Kelly Lamb

Kelly Lamb
Hope Lodge Manager
Russell and Ann Gerdin American Cancer Society Hope Lodge

Kelly Lamb has been the manager since 2008 of Hope Lodge in Iowa City, one of 32 lodges sponsored by the American Cancer Society to provide housing and other free services to cancer patients and their caregivers.

“We provide housing, but also a lot more than that,” she said.

Most patients at the 28-room lodge stay an average of seven weeks, but the sense of community and support the lodge fosters may be just as important as the housing.

As a cancer survivor, Ms. Lamb is intimately familiar with the treatment process. The emotional magnitude of being diagnosed with a terminal illness leaves most patients too overwhelmed to find accommodations near a treatment center.

“They get so much information about treatment options and prognosis and statistics that when the doctor or nurse mentions housing, they’re like deer in the headlights,” she said. “We try to leave the cancer stuff and the hospital stuff behind and just support each other.”

Beyond the rooms and meals, the lodges offer activities throughout the day and support groups to try to give patients as many outlets for coping with their diagnoses as possible.

“We just try to make their lives as happy and normal as possible when they’re going through a pretty tough time,” said Ms. Lamb, the only full-time employee at Hope Lodge. She works with seven part-time staff members to serve around 50 people referred to the lodge from one of three area hospitals.

“I think a lot of people also think it (Hope Lodge) is going to be a hospital or be really sad, but we keep it really upbeat and stay positive,” she said. “They’re here because they want to get better.”

Ms. Lamb’s efforts haven’t gone unnoticed by her colleagues or the people she serves. In nominating Ms. Lamb to be one of 2016’s CBJ Women of Influence, her peers observed that she humbly helps out with all tasks at the lodge, from counseling patients to facility maintenance.

One former tenant at the lodge recounted the experience of her husband, who was diagnosed with myelodysplastic syndromes (MDS) and later leukemia. Following his diagnosis, the couple stayed at the lodge intermittently for about a year, during which they got to know Ms. Lamb.

“Kelly shows the utmost respect for both herself and others, and her devotion to helping others and providing care to those in need knows no bounds,” she wrote. “She truly has the heart of a servant, and I’m sure she inspires others as she has me.”

Before joining Hope Lodge, Ms. Lamb was an administrator with the family medical residency program at the Cedar Rapids Medical Education Foundation at St. Luke’s Hospital. In years prior, she managed the nearby Ronald McDonald House in Iowa City, overseeing daily operations of the facility that houses children receiving treatment from the University of Iowa Health Care system.

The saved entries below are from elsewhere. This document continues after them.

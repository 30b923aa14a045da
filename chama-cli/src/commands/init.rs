//! `chama init [--device-id <id>] [--remote-root <dir>]`

use std::path::PathBuf;

use anyhow::{Context, Result};
use clap::Args;
use uuid::Uuid;

use chama_core::{roster, settings, FileStore};

use super::home_dir;

/// Create ~/.chama and write this device's config.
#[derive(Args, Debug)]
pub struct InitArgs {
    /// Name for this device in logs and status output. Defaults to a
    /// random id on first init; kept on re-init.
    #[arg(long)]
    pub device_id: Option<String>,

    /// Shared directory acting as the remote store.
    #[arg(long, value_name = "DIR")]
    pub remote_root: Option<PathBuf>,
}

impl InitArgs {
    pub fn run(self) -> Result<()> {
        let home = home_dir()?;
        let config_path = settings::settings_path_at(&home);
        let first_init = !config_path.exists();

        let mut config = settings::load_at(&home).context("failed to read config.yaml")?;
        match self.device_id {
            Some(id) => config.device_id = id,
            None if first_init => config.device_id = Uuid::new_v4().to_string(),
            None => {}
        }
        if let Some(root) = self.remote_root {
            let root = if root.is_absolute() {
                root
            } else {
                std::env::current_dir()
                    .context("cannot resolve current directory")?
                    .join(root)
            };
            std::fs::create_dir_all(&root)
                .with_context(|| format!("cannot create remote root '{}'", root.display()))?;
            config.remote_root = Some(root);
        }
        settings::save_at(&home, &config).context("failed to write config.yaml")?;

        let store = FileStore::open_at(&home).context("failed to create local store")?;
        let roster_path = roster::roster_path_at(&home);
        if !roster_path.exists() {
            roster::save_at(&home, &Default::default()).context("failed to write members.yaml")?;
        }

        let verb = if first_init { "Initialized" } else { "Updated" };
        println!("✓ {verb} device '{}'", config.device_id);
        println!("  Config: {}", config_path.display());
        println!("  Store:  {}", store.root().display());
        match &config.remote_root {
            Some(root) => println!("  Remote: {}", root.display()),
            None => println!("  Remote: none (sync stays local until --remote-root is set)"),
        }
        Ok(())
    }
}
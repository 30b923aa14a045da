//! Per-device local store.
//!
//! # Storage layout
//!
//! ```text
//! ~/.chama/
//!   store/
//!     <collection>/
//!       <key>.yaml      (one file per entity — mode 0600)
//! ```
//!
//! # API pattern
//!
//! Path helpers come in two forms:
//! - `fn_at(home: &Path, …)` — explicit home; used in tests with `TempDir`
//! - `fn(…)` — derives home from `dirs::home_dir()`, delegates to `_at`
//!
//! Every write goes through `.yaml.tmp` + `rename`, so a single-entity
//! operation is atomic on disk. Read-modify-write sequences are serialized by
//! the store lock through [`LocalStore::modify`].

use std::path::{Path, PathBuf};
use std::sync::Mutex;

use crate::error::StoreError;
use crate::types::{Collection, Entity};

// ---------------------------------------------------------------------------
// 1. Contract
// ---------------------------------------------------------------------------

/// Durable keyed storage for every [`Collection`].
pub trait LocalStore: Send + Sync {
    /// Insert a new entity. Fails with [`StoreError::AlreadyExists`].
    fn insert<E: Entity>(&self, entity: &E) -> Result<(), StoreError>;

    /// Replace an existing entity. Fails with [`StoreError::NotFound`].
    fn update<E: Entity>(&self, entity: &E) -> Result<(), StoreError>;

    /// Remove an entity; returns whether it existed.
    fn delete(&self, collection: Collection, key: &str) -> Result<bool, StoreError>;

    fn get<E: Entity>(&self, collection: Collection, key: &str) -> Result<Option<E>, StoreError>;

    /// Every entity of a collection, ordered by key.
    fn list<E: Entity>(&self, collection: Collection) -> Result<Vec<E>, StoreError>;

    /// Entities whose local mutations have not been acknowledged remotely.
    fn list_unsynced<E: Entity>(&self, collection: Collection) -> Result<Vec<E>, StoreError> {
        Ok(self
            .list::<E>(collection)?
            .into_iter()
            .filter(|e| !e.sync_flag())
            .collect())
    }

    /// Lookup by canonical key (falls back to nothing; callers try the
    /// provisional key themselves).
    fn find_by_canonical<E: Entity>(
        &self,
        collection: Collection,
        canonical: &str,
    ) -> Result<Option<E>, StoreError> {
        Ok(self
            .list::<E>(collection)?
            .into_iter()
            .find(|e| e.canonical_key().as_deref() == Some(canonical)))
    }

    /// Atomic read-modify-write of one entity.
    ///
    /// `f` receives the current value (if any) and returns the value to write
    /// (`None` leaves the store untouched) plus a result for the caller. An
    /// error from `f` aborts without writing.
    fn modify<E, R, Err, F>(&self, collection: Collection, key: &str, f: F) -> Result<R, Err>
    where
        E: Entity,
        Err: From<StoreError>,
        F: FnOnce(Option<E>) -> Result<(Option<E>, R), Err>;
}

In nearly seven years at the lodge, Ms. Lamb said incoming patients consistently express not only feeling sick but feeling devoid of any desire for social contact. After their stay, she said many patients tell her the experience changed how they process everyday life.

“It just makes people focus on the little things and how important they are,” Ms. Lamb said. “People who don’t have a lot of relationships or are maybe kind of loners end up leaving with a [clique] of people … And a lot of these people still talk every week.”

Although Ms. Lamb has focused on health care services throughout the Corridor for more than a decade, the reach of her work doesn’t stop at Iowa’s borders.

In 2013, Ms. Lamb traveled to the Himalayas with a group of cancer survivors and cancer caregivers in order to climb one of the peaks there. It was an experience she seized at the urging of Des Moines radiation oncologist Dr. Richard Deming, who views the trip as a metaphor for overcoming cancer.

“Dr. Deming believes that climbing a mountain is a lot like cancer treatment,” Ms. Lamb said. “You think you’re never going to summit and that you don’t have it in you and that it’s so much work, but then you find out that you actually can do it.”

Last fall, Ms. Lamb returned to Nepal as part of a medical mission trip, which centered on making repairs to a hospital that was damaged during last year’s earthquake, a natural disaster that claimed the lives of thousands. Both trips were organized through Above and Beyond Cancer, a charitable group Dr. Deming founded to support therapeutic outdoor excursions.